On 2 October 2003 the Department wrote to the applicant stating that there may be grounds to cancel his visa. The applicant was invited to attend an interview on 14 October 2003, and this was later postponed to 23 October 2003. A letter dated 2 October 2003 (Court book page 1) stated in part the following:-
“There may be a ground for cancelling your visa.
It has come to the Department's attention that there may be a ground for cancelling your subclass TU560 visa, under section 116 of the Migration Act 1958 (“the Act”).
Section 116(1) of the Act says, relevantly:
“... the Minister may cancel a visit if he or she is satisfied that:…
its holder has not complied with the condition of the visa:” (emphasis added).
Your visa was granted subject to Condition 8202. It obliges the holder of the visa to do certain things. It says:
The condition is that the holder is enrolled in a registered course.

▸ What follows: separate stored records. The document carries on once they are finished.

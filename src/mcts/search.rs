//! Core MCTS search algorithm.
//!
//! Each iteration replays the real game from the root:
//!
//! 1. At each node, walk the legal actions of the simulated state. The
//!    first one with no child for (state, action) is expanded: a child is
//!    added, the action applied, a random rollout played to the end, and
//!    the outcome backpropagated to the root.
//! 2. If every action already has a child, pick one with the selection
//!    policy (exploration on), apply it and descend.
//! 3. If the game ends inside the tree, the terminal outcome is
//!    backpropagated from the last node reached.
//!
//! Random card draws mean the same action can lead to different states,
//! so children are matched on the pre-action state as well as the action.

use std::sync::atomic::{AtomicU64, Ordering};
use std::sync::{Mutex, MutexGuard, PoisonError};
use std::thread;
use std::time::Instant;

use smallvec::SmallVec;

use crate::core::{Action, GameRng, PlayerColor, Result, SorryError};
use crate::game::Sorry;

use super::condition::{Budget, LoopCondition};
use super::config::{MctsConfig, Objective};
use super::node::NodeId;
use super::policy::policy_for;
use super::stats::SearchStats;
use super::tree::MCTSTree;

/// How a simulated game ended.
#[derive(Clone, Copy, Debug, PartialEq, Eq)]
pub struct Outcome {
    /// Total actions taken in the whole game.
    pub action_count: u32,
    /// First player to bring every piece home.
    pub winner: Option<PlayerColor>,
}

impl Outcome {
    /// Read the outcome off a finished game.
    #[must_use]
    pub fn of(state: &Sorry) -> Self {
        Self {
            action_count: state.total_action_count(),
            winner: state.winner(),
        }
    }
}

/// Play uniformly random legal actions until the game ends.
pub fn rollout(mut state: Sorry, rng: &mut GameRng) -> Result<Outcome> {
    while !state.game_done() {
        let actions = state.get_actions()?;
        let Some(&action) = rng.choose(&actions) else {
            break;
        };
        state.do_action(&action, rng)?;
    }
    Ok(Outcome::of(&state))
}

/// Statistics for one root action.
#[derive(Clone, Copy, Debug, PartialEq)]
pub struct ActionScore {
    pub action: Action,
    /// Exploitation score under the search objective, without exploration.
    pub score: f64,
    pub visits: u32,
    pub average_action_count: f64,
    /// Share of visits won by the player to move at the root.
    pub win_rate: f64,
}

/// Search state guarded by the lock.
struct SearchInner {
    tree: Option<MCTSTree>,
    objective: Objective,
    rng: GameRng,
    stats: SearchStats,
}

impl SearchInner {
    /// One selection, expansion, rollout and backpropagation pass.
    fn iterate(&mut self, start: &Sorry, exploration: f64) -> Result<()> {
        let tree = self.tree.as_mut().ok_or(SorryError::NoSearchTree)?;
        let policy = policy_for(self.objective);

        let mut state = start.clone();
        let mut current = tree.root();
        let mut candidates: SmallVec<[NodeId; 16]> = SmallVec::new();

        while !state.game_done() {
            candidates.clear();
            for action in state.get_actions()? {
                if let Some(child) = tree.find_child(current, &state, &action) {
                    candidates.push(child);
                    continue;
                }

                let child = tree.add_child(current, state.clone(), action);
                let depth = tree.get(child).depth;
                self.stats.nodes_expanded += 1;
                self.stats.max_depth = self.stats.max_depth.max(depth);
                log::trace!("expanding {action} at depth {depth}");

                state.do_action(&action, &mut self.rng)?;
                let outcome = rollout(state, &mut self.rng)?;
                self.stats.rollouts += 1;
                backprop(tree, child, outcome);
                return Ok(());
            }

            current = policy
                .select(tree, current, &candidates, Some(exploration))
                .ok_or(SorryError::NoActionsExplored)?;
            if let Some(action) = tree.get(current).action {
                state.do_action(&action, &mut self.rng)?;
            }
        }

        self.stats.terminal_backprops += 1;
        backprop(tree, current, Outcome::of(&state));
        Ok(())
    }
}

/// Record `outcome` on `node` and every ancestor up to the root.
fn backprop(tree: &mut MCTSTree, mut node: NodeId, outcome: Outcome) {
    loop {
        let current = tree.get_mut(node);
        current.visits += 1;
        current.total_action_count += u64::from(outcome.action_count);
        if let Some(winner) = outcome.winner {
            current.wins[winner.index()] += 1;
        }
        if current.parent.is_none() {
            break;
        }
        node = current.parent;
    }
}

/// Monte Carlo Tree Search over Sorry! game states.
///
/// All methods take `&self`: one thread can drive [`SorryMcts::run`] while
/// others read scores. The tree lives behind a mutex held for one
/// iteration at a time, and the loop yields every `yield_interval`
/// iterations so readers get a turn.
///
/// ## Example
///
/// ```
/// use sorry_mcts::core::GameRng;
/// use sorry_mcts::game::Sorry;
/// use sorry_mcts::mcts::{Budget, MctsConfig, SorryMcts};
///
/// let mut game = Sorry::default();
/// game.draw_random_starting_cards(&mut GameRng::new(7)).unwrap();
///
/// let search = SorryMcts::new(MctsConfig::default());
/// search.run(&game, Budget::Iterations(200)).unwrap();
/// let action = search.pick_best_action().unwrap();
/// assert!(game.get_actions().unwrap().contains(&action));
/// ```
pub struct SorryMcts {
    config: MctsConfig,
    inner: Mutex<SearchInner>,
    iterations: AtomicU64,
}

impl SorryMcts {
    /// Create a search context. No tree exists until the first run.
    pub fn new(config: MctsConfig) -> Self {
        let rng = GameRng::new(config.seed);
        Self {
            inner: Mutex::new(SearchInner {
                tree: None,
                objective: config.objective.unwrap_or(Objective::MinimizeActions),
                rng,
                stats: SearchStats::default(),
            }),
            config,
            iterations: AtomicU64::new(0),
        }
    }

    /// Get the configuration.
    pub fn config(&self) -> &MctsConfig {
        &self.config
    }

    /// Search from `state` within `budget`, replacing any previous tree.
    pub fn run(&self, state: &Sorry, budget: Budget) -> Result<()> {
        let mut condition = budget.condition();
        self.run_until(state, condition.as_mut())
    }

    /// Search from `state` until `condition` says stop, replacing any
    /// previous tree.
    ///
    /// With a single legal action the tree records it as the only root
    /// child and returns without iterating. With none (the game is over)
    /// it returns at once.
    pub fn run_until(&self, state: &Sorry, condition: &mut dyn LoopCondition) -> Result<()> {
        let start = Instant::now();
        let actions = state.get_actions()?;

        {
            let mut inner = self.lock();
            let mut tree = MCTSTree::new(state.clone());
            inner.stats.reset();
            inner.objective = self.config.objective_for(state.player_count());
            self.iterations.store(0, Ordering::Relaxed);

            if let [only] = actions.as_slice() {
                tree.add_child(tree.root(), state.clone(), *only);
                inner.stats.nodes_expanded = 1;
                inner.tree = Some(tree);
                log::debug!("single legal action {only}, skipping search");
                return Ok(());
            }
            inner.tree = Some(tree);
        }
        if actions.is_empty() {
            return Ok(());
        }

        let yield_interval = self.config.yield_interval.max(1);
        while condition.should_continue() {
            let completed = self.iterations.load(Ordering::Relaxed);
            if completed > 0 && completed % yield_interval == 0 {
                thread::yield_now();
            }
            self.lock().iterate(state, self.config.exploration_constant)?;
            self.iterations.fetch_add(1, Ordering::Relaxed);
            condition.on_iteration_complete();
        }

        let mut inner = self.lock();
        inner.stats.iterations = self.iterations.load(Ordering::Relaxed);
        inner.stats.time_us = start.elapsed().as_micros() as u64;
        let nodes = inner.tree.as_ref().map_or(0, MCTSTree::len);
        log::debug!("search finished: {}, tree holds {nodes} nodes", inner.stats);
        Ok(())
    }

    /// The best root action under the search objective, without exploration.
    ///
    /// Only expanded root actions are considered.
    ///
    /// # Errors
    ///
    /// `NoSearchTree` before any run (or after [`SorryMcts::reset`]);
    /// `NoActionsExplored` if the last run expanded nothing.
    pub fn pick_best_action(&self) -> Result<Action> {
        let inner = self.lock();
        let tree = inner.tree.as_ref().ok_or(SorryError::NoSearchTree)?;
        let root = tree.root();
        let children = &tree.root_node().children;

        policy_for(inner.objective)
            .select(tree, root, children, None)
            .and_then(|id| tree.get(id).action)
            .ok_or(SorryError::NoActionsExplored)
    }

    /// Per-action statistics for every expanded root action, in expansion
    /// order. Empty before any run.
    pub fn action_scores(&self) -> Vec<ActionScore> {
        let inner = self.lock();
        let Some(tree) = inner.tree.as_ref() else {
            return Vec::new();
        };
        let children = &tree.root_node().children;
        let mover = tree.root_node().state.player_turn();
        let scores = policy_for(inner.objective).exploitation(tree, children);

        children
            .iter()
            .zip(scores)
            .filter_map(|(&id, score)| {
                let node = tree.get(id);
                node.action.map(|action| ActionScore {
                    action,
                    score,
                    visits: node.visits,
                    average_action_count: node.average_action_count(),
                    win_rate: node.win_rate(mover),
                })
            })
            .collect()
    }

    /// Win rate of the root player for every expanded root action.
    pub fn win_rates(&self) -> Vec<(Action, f64)> {
        self.action_scores()
            .into_iter()
            .map(|s| (s.action, s.win_rate))
            .collect()
    }

    /// Iterations completed by the current (or last) run.
    #[must_use]
    pub fn iteration_count(&self) -> u64 {
        self.iterations.load(Ordering::Relaxed)
    }

    /// Statistics of the last completed run.
    #[must_use]
    pub fn stats(&self) -> SearchStats {
        self.lock().stats.clone()
    }

    /// Drop the tree and statistics. The RNG stream continues.
    pub fn reset(&self) {
        let mut inner = self.lock();
        inner.tree = None;
        inner.stats.reset();
        self.iterations.store(0, Ordering::Relaxed);
    }

    fn lock(&self) -> MutexGuard<'_, SearchInner> {
        self.inner.lock().unwrap_or_else(PoisonError::into_inner)
    }
}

Information received by the Department appears to indicate that you have not complied with Condition 8202, and therefore a ground for cancellation of your visa may exist. The information is as follows:
Chisholm Institute of TAFE has advised on 22 September 2003 that you have ceased your studies there. There is no record of you being enrolled at any education provider.
If you have not complied with the condition, your visa must be cancelled
Although s.116(1) of the Act gives the Minister a discretion to decide whether or not to cancel a visa, in certain circumstances, cancellation will be mandatory. Section 116(3) says:
“If the Minister may cancel a visa under subsection (1), the Minister must do so if there exist prescribed circumstances in which a visa must be cancelled”.

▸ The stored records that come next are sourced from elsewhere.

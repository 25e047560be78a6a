//! Error type shared by the engine and the search.
//!
//! Every variant is an invariant violation or a sequencing mistake by the
//! caller. Ordinary situations such as having no legal move or running the
//! deck dry are handled as normal control flow and never surface here.

use thiserror::Error;

use super::action::Action;
use super::card::Card;
use super::color::PlayerColor;

/// Result alias used throughout the crate.
pub type Result<T> = std::result::Result<T, SorryError>;

#[derive(Debug, Clone, PartialEq, Eq, Error)]
pub enum SorryError {
    #[error("{operation} called before starting hands were dealt")]
    HandsNotDealt { operation: &'static str },

    #[error("{player} does not hold {card}")]
    CardNotInHand { player: PlayerColor, card: Card },

    #[error("piece index {piece} out of range")]
    InvalidPiece { piece: usize },

    #[error("card {card} not found in deck")]
    CardNotFound { card: Card },

    #[error("no live cards left in deck")]
    DeckExhausted,

    #[error(
        "{first_player} piece {first_piece} and {second_player} piece {second_piece} \
         share square {square} after {action}"
    )]
    PieceCollision {
        first_player: PlayerColor,
        first_piece: usize,
        second_player: PlayerColor,
        second_piece: usize,
        square: u8,
        action: Action,
    },

    #[error("asked for best action but no search tree has been built")]
    NoSearchTree,

    #[error("search tree has no explored actions at its root")]
    NoActionsExplored,

    #[error("invalid player list: {reason}")]
    InvalidPlayers { reason: &'static str },

    #[error("{color} is not playing in this game")]
    UnknownPlayer { color: PlayerColor },

    #[error("invalid starting position {position}: {reason}")]
    InvalidStartingPosition { position: u8, reason: &'static str },

    #[error("game is not finished")]
    GameNotFinished,

    #[error("{operation} called after the game ended")]
    GameOver { operation: &'static str },
}
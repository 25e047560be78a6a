//! Decision makers for one seat.

use crate::core::{Action, GameRng, Result, SorryError};
use crate::game::Sorry;
use crate::mcts::{Budget, MctsConfig, SorryMcts};

/// Something that picks an action for the player to move.
pub trait Agent {
    /// Choose one of `game.get_actions()`.
    fn choose_action(&mut self, game: &Sorry) -> Result<Action>;

    /// Short label for logs.
    fn name(&self) -> &str;
}

/// Picks uniformly among the legal actions.
#[derive(Clone, Debug)]
pub struct RandomAgent {
    rng: GameRng,
}

impl RandomAgent {
    pub fn new(rng: GameRng) -> Self {
        Self { rng }
    }
}

impl Agent for RandomAgent {
    fn choose_action(&mut self, game: &Sorry) -> Result<Action> {
        let actions = game.get_actions()?;
        self.rng
            .choose(&actions)
            .copied()
            .ok_or(SorryError::GameOver { operation: "choose_action" })
    }

    fn name(&self) -> &str {
        "random"
    }
}

/// Runs a fresh search on every decision.
pub struct MctsAgent {
    search: SorryMcts,
    budget: Budget,
}

impl MctsAgent {
    pub fn new(config: MctsConfig, budget: Budget) -> Self {
        Self {
            search: SorryMcts::new(config),
            budget,
        }
    }

    /// The search behind this agent, holding the tree of its last decision.
    pub fn search(&self) -> &SorryMcts {
        &self.search
    }
}

impl Agent for MctsAgent {
    fn choose_action(&mut self, game: &Sorry) -> Result<Action> {
        if game.game_done() {
            return Err(SorryError::GameOver { operation: "choose_action" });
        }
        self.search.run(game, self.budget)?;
        self.search.pick_best_action()
    }

    fn name(&self) -> &str {
        "mcts"
    }
}
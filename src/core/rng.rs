//! Seeded randomness for card draws and playouts.
//!
//! Every random choice in the crate goes through a [`GameRng`], so a game
//! (or a search) is reproduced exactly by reusing its seed.
//!
//! ```
//! use sorry_mcts::core::GameRng;
//!
//! let mut table = GameRng::new(42);
//! let mut first_game = table.fork();
//! let mut replay = GameRng::new(42).fork();
//! assert_eq!(first_game.index_below(45), replay.index_below(45));
//! ```

use rand::seq::SliceRandom;
use rand::{Rng, SeedableRng};
use rand_chacha::ChaCha8Rng;

/// Multiplier spreading fork seeds apart (the 64-bit golden ratio).
const FORK_STRIDE: u64 = 0x9E37_79B9_7F4A_7C15;

/// A ChaCha8 stream plus the seed it started from.
#[derive(Clone, Debug)]
pub struct GameRng {
    stream: ChaCha8Rng,
    seed: u64,
    forks: u64,
}

impl GameRng {
    #[must_use]
    pub fn new(seed: u64) -> Self {
        Self {
            stream: ChaCha8Rng::seed_from_u64(seed),
            seed,
            forks: 0,
        }
    }

    /// Derive a new stream. The n-th fork of a given seed is always the
    /// same, and forking never advances this stream.
    #[must_use]
    pub fn fork(&mut self) -> Self {
        self.forks += 1;
        Self::new(self.seed ^ self.forks.wrapping_mul(FORK_STRIDE))
    }

    #[inline]
    #[must_use]
    pub fn seed(&self) -> u64 {
        self.seed
    }

    /// Uniform index in `0..len`. `len` must be non-zero.
    #[inline]
    pub fn index_below(&mut self, len: usize) -> usize {
        self.stream.gen_range(0..len)
    }

    /// Uniform element of `items`, or `None` when it is empty.
    #[must_use]
    pub fn choose<'a, T>(&mut self, items: &'a [T]) -> Option<&'a T> {
        items.choose(&mut self.stream)
    }
}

In other words, if the “prescribed circumstances” exist the visa must be cancelled. The decision-maker will not have the discretion to decide that the visa should not be cancelled.
One of the “prescribed circumstances” is non-compliance with Condition 8202. Therefore, non-compliance with Condition 8202 is a circumstance in which the decision-maker must cancel the visa.
…”.
The applicant attended an interview on 23 October 2003 with the Department and was issued with a notice to cancel his visa. That notice of intention to consider cancellation appears at the Court book pages 21‑31. The document includes the notice of intention to consider cancelling the visa and further includes in Part B a "Record of Decision whether to cancel visa". In Part C the notification of decision is set out under the heading "Notification of decision to cancel visa under s.116 of the Migration Act 1958". In the reasons given, the following appears:-
“Mandatory cancellation under section 116(1)(b), section 116(3) reg 2.43(2)(b).”

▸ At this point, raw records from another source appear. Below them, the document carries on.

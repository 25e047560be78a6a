//! MCTS integration tests on real Sorry! positions.

use std::sync::Arc;
use std::thread;
use std::time::Duration;

use sorry_mcts::core::{Action, Card, GameRng, PlayerColor, SorryError};
use sorry_mcts::game::Sorry;
use sorry_mcts::mcts::{
    Budget, ExplicitTerminator, IterationLimit, MctsConfig, Objective, SorryMcts,
};
use sorry_mcts::rules::RuleConfig;

/// One piece a Two away from home; the alternative is a Four backwards.
const ENDGAME_HAND: [Card; 5] = [Card::Two, Card::Four, Card::Three, Card::Five, Card::Eight];
const ENDGAME_POSITIONS: [u8; 4] = [66, 66, 66, 64];

/// Single-player opening with several legal moves.
fn opening() -> Sorry {
    let mut game = Sorry::default();
    let hand = [Card::One, Card::Two, Card::Four, Card::Five, Card::Eight];
    game.set_starting_cards(PlayerColor::Green, hand).unwrap();
    game
}

// =============================================================================
// Best Action Tests
// =============================================================================

#[test]
fn test_finishing_move_minimizes_actions() {
    let mut game = Sorry::default();
    game.set_starting_cards(PlayerColor::Green, ENDGAME_HAND).unwrap();
    game.set_starting_positions(PlayerColor::Green, ENDGAME_POSITIONS).unwrap();

    let search = SorryMcts::new(MctsConfig::default());
    search.run(&game, Budget::Iterations(200)).unwrap();

    let finish = Action::SingleMove { card: Card::Two, piece: 3, destination: 66 };
    assert_eq!(search.pick_best_action(), Ok(finish));

    let scores = search.action_scores();
    assert_eq!(scores.len(), 2);
    assert_eq!(scores[0].action, finish);
    assert_eq!(scores[0].average_action_count, 1.0);
    assert!(scores[1].average_action_count > 1.0);
}

#[test]
fn test_finishing_move_maximizes_wins() {
    let colors = [PlayerColor::Green, PlayerColor::Blue];
    let mut game = Sorry::new(&colors, RuleConfig::default()).unwrap();
    game.set_starting_cards(PlayerColor::Green, ENDGAME_HAND).unwrap();
    game.set_starting_positions(PlayerColor::Green, ENDGAME_POSITIONS).unwrap();
    game.draw_random_starting_cards(&mut GameRng::new(8)).unwrap();

    let search = SorryMcts::new(MctsConfig::default());
    assert_eq!(search.config().objective_for(game.player_count()), Objective::MaximizeWins);
    search.run(&game, Budget::Iterations(200)).unwrap();

    let finish = Action::SingleMove { card: Card::Two, piece: 3, destination: 66 };
    assert_eq!(search.pick_best_action(), Ok(finish));
    let (_, rate) = search.win_rates()[0];
    assert_eq!(rate, 1.0);
}

#[test]
fn test_objective_override() {
    let mut game = Sorry::default();
    game.set_starting_cards(PlayerColor::Green, ENDGAME_HAND).unwrap();
    game.set_starting_positions(PlayerColor::Green, ENDGAME_POSITIONS).unwrap();

    // Every solitaire rollout is a win, so all actions tie and the first expanded wins.
    let search = SorryMcts::new(MctsConfig::default().with_objective(Objective::MaximizeWins));
    search.run(&game, Budget::Iterations(50)).unwrap();
    assert!(search.win_rates().iter().all(|(_, rate)| *rate == 1.0));
    assert_eq!(
        search.pick_best_action(),
        Ok(Action::SingleMove { card: Card::Two, piece: 3, destination: 66 })
    );
}

// =============================================================================
// Budget Tests
// =============================================================================

#[test]
fn test_iteration_budget() {
    let search = SorryMcts::new(MctsConfig::default());
    search.run(&opening(), Budget::Iterations(120)).unwrap();
    assert_eq!(search.iteration_count(), 120);
    assert_eq!(search.stats().iterations, 120);
}

#[test]
fn test_custom_condition() {
    let search = SorryMcts::new(MctsConfig::default());
    let mut limit = IterationLimit::new(40);
    search.run_until(&opening(), &mut limit).unwrap();
    assert_eq!(search.iteration_count(), 40);
}

#[test]
fn test_time_budget() {
    let search = SorryMcts::new(MctsConfig::default());
    search.run(&opening(), Budget::Time(Duration::from_millis(30))).unwrap();

    let stats = search.stats();
    assert!(stats.iterations > 0);
    assert!(stats.time_us >= 25_000, "stopped after {}us", stats.time_us);
}

// =============================================================================
// Concurrency Tests
// =============================================================================

#[test]
fn test_explicit_terminator_stops_search() {
    let search = Arc::new(SorryMcts::new(MctsConfig::default()));
    let terminator = Arc::new(ExplicitTerminator::new());

    let worker = {
        let search = Arc::clone(&search);
        let mut condition = Arc::clone(&terminator);
        thread::spawn(move || search.run_until(&opening(), &mut condition))
    };

    while search.iteration_count() < 10 {
        thread::yield_now();
    }
    terminator.set_done(true);
    worker.join().unwrap().unwrap();

    assert!(terminator.is_done());
    assert!(search.iteration_count() >= 10);
    assert!(search.pick_best_action().is_ok());
}

#[test]
fn test_reads_during_search() {
    let search = Arc::new(SorryMcts::new(MctsConfig::default().with_yield_interval(10)));

    let worker = {
        let search = Arc::clone(&search);
        thread::spawn(move || search.run(&opening(), Budget::Iterations(2_000)))
    };

    let mut observed = 0;
    while !worker.is_finished() {
        let scores = search.action_scores();
        assert!(scores.iter().all(|s| (0.0..=1.0).contains(&s.score)));
        observed = observed.max(search.iteration_count());
        thread::yield_now();
    }
    worker.join().unwrap().unwrap();

    assert!(observed <= 2_000);
    assert_eq!(search.iteration_count(), 2_000);
}

// =============================================================================
// Determinism Tests
// =============================================================================

#[test]
fn test_same_seed_same_search() {
    let colors = [PlayerColor::Red, PlayerColor::Yellow];
    let mut game = Sorry::new(&colors, RuleConfig::default()).unwrap();
    game.draw_random_starting_cards(&mut GameRng::new(17)).unwrap();

    let config = MctsConfig::default().with_seed(12345);
    let first = SorryMcts::new(config.clone());
    let second = SorryMcts::new(config);
    first.run(&game, Budget::Iterations(100)).unwrap();
    second.run(&game, Budget::Iterations(100)).unwrap();

    assert_eq!(first.action_scores(), second.action_scores());
    assert_eq!(first.stats().nodes_expanded, second.stats().nodes_expanded);
}

#[test]
fn test_rerun_replaces_tree() {
    let search = SorryMcts::new(MctsConfig::default());
    search.run(&opening(), Budget::Iterations(60)).unwrap();
    search.run(&opening(), Budget::Iterations(30)).unwrap();

    let visits: u32 = search.action_scores().iter().map(|s| s.visits).sum();
    assert_eq!(visits, 30);
    assert_eq!(search.iteration_count(), 30);
}

#[test]
fn test_search_requires_dealt_hands() {
    let search = SorryMcts::new(MctsConfig::default());
    let game = Sorry::new(&[PlayerColor::Green, PlayerColor::Red], RuleConfig::default()).unwrap();
    assert!(matches!(
        search.run(&game, Budget::Iterations(5)),
        Err(SorryError::HandsNotDealt { .. })
    ));
}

There is no dispute that the applicant has not been enrolled in a course since December 2002. That much is conceded. However, the applicant stated that Chisholm had failed to inform him that there would not be a Bachelor of IT course available for him once he had finished the diploma. The applicant informed the delegate of the following:
“a)on 10 December 2003 he had been offered a place in a Diploma of Accounting by the Australian School of Business Administration Technology and Research (ASBATR);
b)he had been honest with the Department; and
c)he had done everything he could to remain in Australia”.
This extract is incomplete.